That is where knowing your students comes in. If a student submits AI generated content for their EE (or their IA), it’s fairly easy to sus out in my subject, and even easier to pick up since I know that student and what they’re capable of academically.The rate of false positives is way too high for accusations and bad grades to be thrown around aimlessly.
I would rather give feedback on where I’ve caught them out and what they can do to rectify the situation. That’s why failsafes like the engagement criterion (and regular checkins) come in in the EE.Moreover as you said, IB allows students to use AI generated content as long as it is cited properly. Just because students get banned from using AI in one stage of their lives, doesn’t mean they’ll keep using it simultaneously in other stages and even future stages. Banning it is a losing battle.
I don't think IBO jumped the gun. They saw the forest for the trees and clearly understood AI is a technology that is here to stay.
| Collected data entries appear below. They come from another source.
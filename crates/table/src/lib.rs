//! Chained hash table used to index registry state.
//!
//! # Role
//!
//! [`IndexedTable`] maps keys to values through a bucket array whose length is
//! always a power of two. Hashing and key equality are supplied per table by a
//! [`KeyStrategy`], so the same structure can index by value, by pointer
//! identity, or by any caller-defined notion of sameness.
//!
//! # Invariants
//!
//! - `len()` always equals the number of live entries.
//! - Absent keys (see [`KeyStrategy::is_absent`]) hash to zero and share bucket zero.
//! - The table doubles once `len()` exceeds `capacity * 0.75`, until
//!   [`MAXIMUM_CAPACITY`]; beyond that chains simply grow.
//! - A [`Cursor`] is fail-fast: once the table is structurally modified by
//!   anything other than the cursor itself, it yields nothing further.

mod cursor;
mod error;
mod strategy;
mod table;

pub use cursor::Cursor;
pub use error::TableError;
pub use strategy::{ByAddress, FnStrategy, FxStrategy, KeyStrategy, Nullable};
pub use table::{DEFAULT_INITIAL_CAPACITY, IndexedTable, LOAD_FACTOR, MAXIMUM_CAPACITY};
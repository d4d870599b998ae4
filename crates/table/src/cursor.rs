use crate::error::TableError;
use crate::strategy::KeyStrategy;
use crate::table::IndexedTable;

/// Detached, fail-fast position within an [`IndexedTable`].
///
/// A cursor does not borrow its table, so the table can be mutated between
/// steps. It captures the table's modification counter when created and stops
/// yielding entries as soon as the counter moves for any reason other than
/// [`Cursor::remove`]. Stepping a cursor against a table other than the one
/// that created it is a logic error.
#[derive(Debug, Clone)]
pub struct Cursor {
	expected: u64,
	bucket: usize,
	pos: usize,
	current: Option<(usize, usize)>,
}

impl Cursor {
	pub(crate) fn new(expected: u64) -> Self {
		Self {
			expected,
			bucket: 0,
			pos: 0,
			current: None,
		}
	}

	/// Returns true once the table has been structurally modified behind this cursor.
	pub fn is_stale<K, V, S>(&self, table: &IndexedTable<K, V, S>) -> bool {
		table.mod_count != self.expected
	}

	/// Advances to the next entry, or returns `None` when exhausted or stale.
	pub fn next<'t, K, V, S>(&mut self, table: &'t IndexedTable<K, V, S>) -> Option<(&'t K, &'t V)> {
		if self.is_stale(table) {
			self.current = None;
			return None;
		}
		while let Some(chain) = table.buckets.get(self.bucket) {
			if let Some(entry) = chain.get(self.pos) {
				self.current = Some((self.bucket, self.pos));
				self.pos += 1;
				return Some((&entry.key, &entry.value));
			}
			self.bucket += 1;
			self.pos = 0;
		}
		self.current = None;
		None
	}

	/// Removes the entry last returned by [`Cursor::next`] and keeps the cursor valid.
	pub fn remove<K, V, S: KeyStrategy<K>>(&mut self, table: &mut IndexedTable<K, V, S>) -> Result<(K, V), TableError> {
		if self.is_stale(table) {
			return Err(TableError::ConcurrentModification {
				expected: self.expected,
				actual: table.mod_count,
			});
		}
		let (bucket, pos) = self.current.take().ok_or(TableError::NoCurrentEntry)?;
		let entry = table.remove_at(bucket, pos);
		self.expected = table.mod_count;
		// The successor shifted into the removed slot.
		self.pos = pos;
		Ok((entry.key, entry.value))
	}
}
It's kind of like saying we should ban internet sources because students will just copy and paste from websites...AI will eventually be as ubiquitous as the internet, so why not encourage and foster its proper usage the same way we do for online sources in education?
IMO the organisations that jumped the gun are the ones who acted in a reactionary manner and banned the use of AI for assessments...might as well just ban the use of internet resources and electronic devices altogether and go back to classic penmanship under direct supervision.
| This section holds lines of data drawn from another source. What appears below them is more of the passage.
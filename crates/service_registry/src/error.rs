//! Error types for registry operations and configuration loading.

use std::path::PathBuf;

use keel_table::TableError;
use thiserror::Error;

use crate::{BundleId, ServiceId};

/// Errors surfaced by [`crate::ServiceRegistry`] operations.
#[derive(Debug, Clone, PartialEq, Eq, Error)]
pub enum RegistryError {
	/// Services must be published under a non-empty name.
	#[error("service name must not be empty")]
	EmptyServiceName,

	/// Only the publishing bundle may unregister a service.
	#[error("service {service} is owned by {owner}, not {caller}")]
	NotOwner { service: ServiceId, owner: BundleId, caller: BundleId },

	/// An index could not grow.
	#[error("registry storage: {0}")]
	Storage(#[from] TableError),
}

/// Errors loading or validating a [`crate::RegistryConfig`].
#[derive(Debug, Error)]
pub enum ConfigError {
	/// Error reading a configuration file.
	#[error("I/O error reading {path}: {source}")]
	Read {
		/// Path to the file that failed to read.
		path: PathBuf,
		source: std::io::Error,
	},

	#[error("config parse error: {0}")]
	Parse(#[from] toml::de::Error),

	/// The document parsed but holds an unusable value.
	#[error("invalid config: {0}")]
	Invalid(String),
}

/// Result type for registry operations.
pub type Result<T, E = RegistryError> = std::result::Result<T, E>;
Students have been skirting the rules around plagiarism and academic honesty since the beginning of education...we've learned that prohibition rarely works especially in cases where the thing you are trying to prohibit is widely available at little to no cost...but now we're supposed to believe by simply declaring AI as unwelcome in academia its use will suddenly go away?
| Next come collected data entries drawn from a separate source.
use std::fmt;

use crate::cursor::Cursor;
use crate::error::TableError;
use crate::strategy::{FxStrategy, KeyStrategy};

/// Bucket count of a table built with [`IndexedTable::new`].
pub const DEFAULT_INITIAL_CAPACITY: usize = 16;
/// Fraction of the bucket count that may be occupied before the table doubles.
pub const LOAD_FACTOR: f32 = 0.75;
/// Upper bound on the bucket count. Past it, chains grow instead.
pub const MAXIMUM_CAPACITY: usize = 1 << 30;

pub(crate) struct Entry<K, V> {
	pub(crate) hash: u32,
	pub(crate) key: K,
	pub(crate) value: V,
}

/// Chained hash table with an injectable [`KeyStrategy`].
///
/// Iteration order follows bucket order and is unspecified; it may change after
/// any resize. Callers needing a stable order must snapshot and sort.
pub struct IndexedTable<K, V, S = FxStrategy> {
	pub(crate) buckets: Vec<Vec<Entry<K, V>>>,
	pub(crate) len: usize,
	threshold: usize,
	max_capacity: usize,
	pub(crate) mod_count: u64,
	strategy: S,
}

impl<K, V> IndexedTable<K, V, FxStrategy>
where
	FxStrategy: KeyStrategy<K>,
{
	/// Creates an empty table with [`DEFAULT_INITIAL_CAPACITY`] buckets.
	pub fn new() -> Self {
		Self::with_strategy(FxStrategy)
	}

	/// Creates an empty table with at least `capacity` buckets (rounded up to a power of two).
	pub fn with_capacity(capacity: usize) -> Self {
		Self::with_capacity_and_strategy(capacity, FxStrategy)
	}
}

impl<K, V> Default for IndexedTable<K, V, FxStrategy>
where
	FxStrategy: KeyStrategy<K>,
{
	fn default() -> Self {
		Self::new()
	}
}

impl<K, V, S: KeyStrategy<K>> IndexedTable<K, V, S> {
	pub fn with_strategy(strategy: S) -> Self {
		Self::with_capacity_and_strategy(DEFAULT_INITIAL_CAPACITY, strategy)
	}

	pub fn with_capacity_and_strategy(capacity: usize, strategy: S) -> Self {
		Self::with_limits(capacity, MAXIMUM_CAPACITY, strategy)
	}

	/// Builds a table whose bucket count never exceeds `max_capacity`.
	pub(crate) fn with_limits(capacity: usize, max_capacity: usize, strategy: S) -> Self {
		let max_capacity = max_capacity.clamp(1, MAXIMUM_CAPACITY).next_power_of_two();
		let capacity = capacity.clamp(1, max_capacity).next_power_of_two();
		let mut buckets = Vec::with_capacity(capacity);
		buckets.resize_with(capacity, Vec::new);
		Self {
			buckets,
			len: 0,
			threshold: threshold_for(capacity, max_capacity),
			max_capacity,
			mod_count: 0,
			strategy,
		}
	}

	#[inline]
	pub fn len(&self) -> usize {
		self.len
	}

	#[inline]
	pub fn is_empty(&self) -> bool {
		self.len == 0
	}

	/// Current number of buckets.
	#[inline]
	pub fn capacity(&self) -> usize {
		self.buckets.len()
	}

	/// Structural modification counter. Bumped by insertions, removals and `clear`,
	/// but not by replacing the value of an existing key.
	#[inline]
	pub fn mod_count(&self) -> u64 {
		self.mod_count
	}

	#[inline]
	pub fn strategy(&self) -> &S {
		&self.strategy
	}

	pub fn get(&self, key: &K) -> Option<&V> {
		let (_, bucket, pos) = self.locate(key);
		pos.map(|pos| &self.buckets[bucket][pos].value)
	}

	pub fn get_mut(&mut self, key: &K) -> Option<&mut V> {
		let (_, bucket, pos) = self.locate(key);
		pos.map(|pos| &mut self.buckets[bucket][pos].value)
	}

	pub fn get_key_value(&self, key: &K) -> Option<(&K, &V)> {
		let (_, bucket, pos) = self.locate(key);
		pos.map(|pos| {
			let entry = &self.buckets[bucket][pos];
			(&entry.key, &entry.value)
		})
	}

	#[inline]
	pub fn contains_key(&self, key: &K) -> bool {
		self.locate(key).2.is_some()
	}

	/// Linear scan over every value.
	pub fn contains_value(&self, value: &V) -> bool
	where
		V: PartialEq,
	{
		self.values().any(|v| v == value)
	}

	/// Inserts or replaces, returning the previous value.
	///
	/// # Panics
	///
	/// Panics if growing the table fails; use [`Self::try_put`] to observe that instead.
	pub fn put(&mut self, key: K, value: V) -> Option<V> {
		match self.try_put(key, value) {
			Ok(previous) => previous,
			Err(err) => panic!("IndexedTable::put: {err}"),
		}
	}

	/// Inserts or replaces, returning the previous value.
	///
	/// On [`TableError::Alloc`] the key and value are dropped and no entry is added.
	pub fn try_put(&mut self, key: K, value: V) -> Result<Option<V>, TableError> {
		let (hash, bucket, pos) = self.locate(&key);
		if let Some(pos) = pos {
			return Ok(Some(std::mem::replace(&mut self.buckets[bucket][pos].value, value)));
		}

		let bucket = if self.len + 1 > self.threshold {
			self.try_grow()?;
			index_for(hash, self.buckets.len())
		} else {
			bucket
		};

		let chain = &mut self.buckets[bucket];
		chain.try_reserve(1)?;
		chain.push(Entry { hash, key, value });
		self.len += 1;
		self.mod_count += 1;
		Ok(None)
	}

	/// Returns the value for `key`, inserting `make()` first if the key is missing.
	pub fn get_or_insert_with(&mut self, key: K, make: impl FnOnce() -> V) -> Result<&mut V, TableError> {
		let (hash, bucket, pos) = self.locate(&key);
		let (bucket, pos) = match pos {
			Some(pos) => (bucket, pos),
			None => {
				self.try_put(key, make())?;
				let bucket = index_for(hash, self.buckets.len());
				(bucket, self.buckets[bucket].len() - 1)
			}
		};
		Ok(&mut self.buckets[bucket][pos].value)
	}

	pub fn remove(&mut self, key: &K) -> Option<V> {
		self.remove_entry(key).map(|(_, value)| value)
	}

	pub fn remove_entry(&mut self, key: &K) -> Option<(K, V)> {
		let (_, bucket, pos) = self.locate(key);
		let entry = self.remove_at(bucket, pos?);
		Some((entry.key, entry.value))
	}

	/// Keeps only the entries for which `keep` returns true.
	pub fn retain(&mut self, mut keep: impl FnMut(&K, &mut V) -> bool) {
		let before = self.len;
		for chain in &mut self.buckets {
			chain.retain_mut(|entry| keep(&entry.key, &mut entry.value));
		}
		self.len = self.buckets.iter().map(Vec::len).sum();
		if self.len != before {
			self.mod_count += 1;
		}
	}

	pub fn clear(&mut self) {
		self.mod_count += 1;
		for chain in &mut self.buckets {
			chain.clear();
		}
		self.len = 0;
	}

	pub fn iter(&self) -> impl Iterator<Item = (&K, &V)> {
		self.buckets.iter().flatten().map(|entry| (&entry.key, &entry.value))
	}

	pub fn keys(&self) -> impl Iterator<Item = &K> {
		self.buckets.iter().flatten().map(|entry| &entry.key)
	}

	pub fn values(&self) -> impl Iterator<Item = &V> {
		self.buckets.iter().flatten().map(|entry| &entry.value)
	}

	pub fn values_mut(&mut self) -> impl Iterator<Item = &mut V> {
		self.buckets.iter_mut().flatten().map(|entry| &mut entry.value)
	}

	/// Starts a detached fail-fast cursor at the first bucket.
	pub fn cursor(&self) -> Cursor {
		Cursor::new(self.mod_count)
	}

	pub(crate) fn remove_at(&mut self, bucket: usize, pos: usize) -> Entry<K, V> {
		let entry = self.buckets[bucket].remove(pos);
		self.len -= 1;
		self.mod_count += 1;
		entry
	}

	fn hash_of(&self, key: &K) -> u32 {
		if self.strategy.is_absent(key) {
			0
		} else {
			spread(self.strategy.hash(key))
		}
	}

	fn locate(&self, key: &K) -> (u32, usize, Option<usize>) {
		let hash = self.hash_of(key);
		let bucket = index_for(hash, self.buckets.len());
		let pos = self.buckets[bucket]
			.iter()
			.position(|entry| entry.hash == hash && self.strategy.eq(&entry.key, key));
		(hash, bucket, pos)
	}

	/// Doubles the bucket array, keeping the relative order of every chain.
	///
	/// All memory is reserved before any entry moves, so a failure leaves the table untouched.
	fn try_grow(&mut self) -> Result<(), TableError> {
		let old_capacity = self.buckets.len();
		if old_capacity >= self.max_capacity {
			self.threshold = usize::MAX;
			return Ok(());
		}
		let new_capacity = old_capacity * 2;

		let mut counts: Vec<usize> = Vec::new();
		counts.try_reserve_exact(new_capacity)?;
		counts.resize(new_capacity, 0);
		for entry in self.buckets.iter().flatten() {
			counts[index_for(entry.hash, new_capacity)] += 1;
		}

		let mut buckets: Vec<Vec<Entry<K, V>>> = Vec::new();
		buckets.try_reserve_exact(new_capacity)?;
		for count in counts {
			let mut chain = Vec::new();
			chain.try_reserve_exact(count)?;
			buckets.push(chain);
		}

		for chain in std::mem::take(&mut self.buckets) {
			for entry in chain {
				buckets[index_for(entry.hash, new_capacity)].push(entry);
			}
		}

		self.buckets = buckets;
		self.threshold = threshold_for(new_capacity, self.max_capacity);
		Ok(())
	}
}

impl<K: fmt::Debug, V: fmt::Debug, S> fmt::Debug for IndexedTable<K, V, S> {
	fn fmt(&self, f: &mut fmt::Formatter<'_>) -> fmt::Result {
		f.debug_map()
			.entries(self.buckets.iter().flatten().map(|entry| (&entry.key, &entry.value)))
			.finish()
	}
}

fn threshold_for(capacity: usize, max_capacity: usize) -> usize {
	if capacity >= max_capacity {
		usize::MAX
	} else {
		(capacity as f32 * LOAD_FACTOR).ceil() as usize
	}
}

/// Spreads low-entropy hashes (addresses, small integers) across the low bits
/// that select a bucket.
#[inline]
fn spread(mut h: u32) -> u32 {
	h = h.wrapping_add(!(h << 9));
	h ^= h.rotate_right(14);
	h = h.wrapping_add(h << 4);
	h ^= h.rotate_right(10);
	h
}

#[inline]
fn index_for(hash: u32, capacity: usize) -> usize {
	hash as usize & (capacity - 1)
}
false equivalence. the internet is a tool, it can be used for any number of things. same can't be said for AI, at least from what i've seen. what's an example of "proper usage" of AI related to academics?
IBO absolutely jumped the gun. They released their guidelines weeks after ChatGPT was released. Their guidelines are not "proper use" at all. "It's ok to use ChatGPT as long as you cite it"? What if ChatGPT is dead wrong about something, or the assessors can't reproduce the prompt results? I very much doubt if IBO considered this.
This is the direction a lot of schools are now going in. I'd do it if I had the class time, but for now I'm collecting work digitally and putting it all through turnitin. It's accurate enough to be a deterrent if you understand how false positives express themselves.
This is why academic honesty policies have such low levels of tolerance. It might be unlikely for a student to get caught on any one given assignment, but if he/she violates the academic honesty policy on all his/her work, he/she will inevitably get caught some day. Even if you pay someone to write your essay for you, chances are that person also plagiarized at least some of it. As an aside, given the news as of late I doubt if ChatGPT can continue to be made available for free indefinitely. It isn't a magic tool bestowed on us by heaven. It's very resource-intensive to run and will have to start making money some day.
AI has been a tool that has been used for decades now...what we know as chatgpt is just one form of one of the latest versions of AI. All those google searches you've been making all these years have involved the use of AI some form or another.